-- DATA FOR REVIEW follows --

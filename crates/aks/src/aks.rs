// SPDX-License-Identifier: LGPL-3.0-only
//
// This file is provided WITHOUT ANY WARRANTY;
// without even the implied warranty of MERCHANTABILITY
// or FITNESS FOR A PARTICULAR PURPOSE.

//! The five steps of the Agrawal–Kayal–Saxena primality test.

use crate::errors::{AksError, AksResult};
use crate::find_r::FindRStrategy;
use crate::pool;
use num_bigint::{BigInt, BigUint};
use num_traits::{One, ToPrimitive, Zero};
use polylib_polynomial::{
    is_coprime, is_perfect_power, log2_floor, totient, ModulusContext, Monomial, Polynomial,
};
use rayon::prelude::*;
use std::fmt;
use tracing::{debug, info};

/// Witnesses between progress messages in the identity check.
const PROGRESS_INTERVAL: u64 = 50;

/// The step that decided a verdict.
#[derive(Debug, Clone, Copy, PartialEq, Eq)]
pub enum AksStep {
    /// `n <= 1`.
    Trivial,
    PerfectPower,
    FindR,
    TrialDivision,
    SmallN,
    PolynomialIdentity,
}

impl fmt::Display for AksStep {
    fn fmt(&self, f: &mut fmt::Formatter<'_>) -> fmt::Result {
        let name = match self {
            AksStep::Trivial => "n <= 1",
            AksStep::PerfectPower => "perfect power check",
            AksStep::FindR => "find r",
            AksStep::TrialDivision => "trial division",
            AksStep::SmallN => "n <= r",
            AksStep::PolynomialIdentity => "polynomial identity",
        };
        write!(f, "{name}")
    }
}

/// Outcome of a primality test run.
#[derive(Debug, Clone, PartialEq, Eq)]
pub struct AksReport {
    pub n: BigUint,
    pub is_prime: bool,
    pub step: AksStep,
    /// The cyclic modulus degree, once step 2 has run.
    pub r: Option<BigInt>,
    /// The divisor found by trial division, or the `a` whose identity failed.
    pub witness: Option<BigInt>,
}

impl fmt::Display for AksReport {
    fn fmt(&self, f: &mut fmt::Formatter<'_>) -> fmt::Result {
        let verdict = if self.is_prime { "prime" } else { "composite" };
        write!(f, "{} is {verdict} (decided by {})", self.n, self.step)?;
        if let Some(r) = &self.r {
            write!(f, ", r = {r}")?;
        }
        if let Some(w) = &self.witness {
            write!(f, ", witness = {w}")?;
        }
        Ok(())
    }
}

#[derive(Debug, Clone, PartialEq, Eq)]
pub struct AksOptions {
    pub strategy: FindRStrategy,
    /// Fan steps 3 and 5 out over rayon.
    pub parallel: bool,
    /// Size of a dedicated pool. `None` uses the global rayon pool.
    pub threads: Option<usize>,
}

impl Default for AksOptions {
    fn default() -> Self {
        Self {
            strategy: FindRStrategy::default(),
            parallel: true,
            threads: None,
        }
    }
}

#[derive(Debug, Clone, Default)]
pub struct Aks {
    options: AksOptions,
}

impl Aks {
    pub fn new(options: AksOptions) -> Self {
        Self { options }
    }

    pub fn options(&self) -> &AksOptions {
        &self.options
    }

    /// Runs the test on `n`, stopping at the first conclusive step.
    pub fn run(&self, n: &BigUint) -> AksResult<AksReport> {
        if self.options.parallel {
            pool::install(self.options.threads, || self.run_steps(n))
        } else {
            self.run_steps(n)
        }
    }

    fn run_steps(&self, n_unsigned: &BigUint) -> AksResult<AksReport> {
        let n = BigInt::from(n_unsigned.clone());
        let report = |is_prime: bool, step: AksStep, r: Option<BigInt>, witness: Option<BigInt>| {
            info!(%n, is_prime, %step, "AKS verdict");
            AksReport {
                n: n_unsigned.clone(),
                is_prime,
                step,
                r,
                witness,
            }
        };

        if n <= BigInt::one() {
            return Ok(report(false, AksStep::Trivial, None, None));
        }

        // Step 1
        if is_perfect_power(&n) {
            return Ok(report(false, AksStep::PerfectPower, None, None));
        }
        debug!(%n, "Not a perfect power");

        // Step 2
        let r = self.options.strategy.finder().find_r(&n)?;
        debug!(%n, %r, strategy = %self.options.strategy, "Found r");
        if !is_coprime(&n, &r)? {
            return Ok(report(false, AksStep::FindR, Some(r), None));
        }

        // Step 3
        let r_word = to_u64(&r, "r")?;
        let n_minus_one: BigInt = &n - BigInt::one();
        let limit = match n_minus_one.to_u64() {
            Some(m) => m.min(r_word),
            None => r_word,
        };
        if let Some(a) = self.trial_division(&n, limit) {
            return Ok(report(false, AksStep::TrialDivision, Some(r), Some(a.into())));
        }

        // Step 4
        if n <= r {
            return Ok(report(true, AksStep::SmallN, Some(r), None));
        }

        // Step 5
        let log = BigInt::from(log2_floor(&n)?);
        let bound = to_u64(&(totient(&r)? * &log * &log).sqrt(), "identity bound")?;
        debug!(%n, %r, bound, "Checking polynomial identities");
        match self.identity_witness(&n, &r, bound)? {
            Some(a) => Ok(report(false, AksStep::PolynomialIdentity, Some(r), Some(a.into()))),
            None => Ok(report(true, AksStep::PolynomialIdentity, Some(r), None)),
        }
    }

    /// Smallest `a` in `[2, limit]` that divides `n`.
    fn trial_division(&self, n: &BigInt, limit: u64) -> Option<u64> {
        let divides = |a: u64| (n % a).is_zero().then_some(a);
        if self.options.parallel {
            (2..=limit).into_par_iter().find_map_first(divides)
        } else {
            (2..=limit).find_map(divides)
        }
    }

    /// Smallest `a` in `[1, bound]` with `(x + a)^n ≢ x^(n mod r) + a` modulo `(n, x^r - 1)`.
    fn identity_witness(&self, n: &BigInt, r: &BigInt, bound: u64) -> AksResult<Option<u64>> {
        let check = |a: u64| -> Option<AksResult<u64>> {
            if a % PROGRESS_INTERVAL == 0 {
                info!(a, bound, "Checked AKS witnesses");
            }
            match identity_holds(n, r, a) {
                Ok(true) => None,
                Ok(false) => Some(Ok(a)),
                Err(e) => Some(Err(e)),
            }
        };
        let found = if self.options.parallel {
            (1..=bound).into_par_iter().find_map_first(check)
        } else {
            (1..=bound).find_map(check)
        };
        found.transpose()
    }
}

/// Checks `(x + a)^n ≡ x^(n mod r) + a` in `(Z/nZ)[x] / (x^r - 1)`.
fn identity_holds(n: &BigInt, r: &BigInt, a: u64) -> AksResult<bool> {
    let ctx = ModulusContext::with_modulus(n.clone())?;
    let modulus = Polynomial::cyclic_modulus(r.clone(), &ctx);
    let lhs = Polynomial::binomial(a, &ctx).pow(n, Some(&modulus), &ctx)?;
    let rhs = Polynomial::new(
        [Monomial::new(1, n % r, &ctx), Monomial::constant(a, &ctx)],
        &ctx,
    );
    Ok(lhs == rhs)
}

fn to_u64(value: &BigInt, what: &str) -> AksResult<u64> {
    value.to_u64().ok_or_else(|| AksError::OutOfRange {
        message: format!("{what} = {value} does not fit in 64 bits"),
    })
}

/// Deterministic primality test. `n <= 1` is composite.
pub fn aks_primality_test(n: &BigUint) -> AksResult<bool> {
    Ok(Aks::default().run(n)?.is_prime)
}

-- DATA FOR REVIEW concluded --

Exactly as written, reproduce the lines of the data above from the first line through the line where "const PROGRESS_INTERVAL: u64 = 50;" appears.

SOLUTION:
filename crates/aks/src/aks.rs
// SPDX-License-Identifier: LGPL-3.0-only
//
// This file is provided WITHOUT ANY WARRANTY;
// without even the implied warranty of MERCHANTABILITY
// or FITNESS FOR A PARTICULAR PURPOSE.

//! The five steps of the Agrawal–Kayal–Saxena primality test.

use crate::errors::{AksError, AksResult};
use crate::find_r::FindRStrategy;
use crate::pool;
use num_bigint::{BigInt, BigUint};
use num_traits::{One, ToPrimitive, Zero};
use polylib_polynomial::{
    is_coprime, is_perfect_power, log2_floor, totient, ModulusContext, Monomial, Polynomial,
};
use rayon::prelude::*;
use std::fmt;
use tracing::{debug, info};

/// Witnesses between progress messages in the identity check.
const PROGRESS_INTERVAL: u64 = 50;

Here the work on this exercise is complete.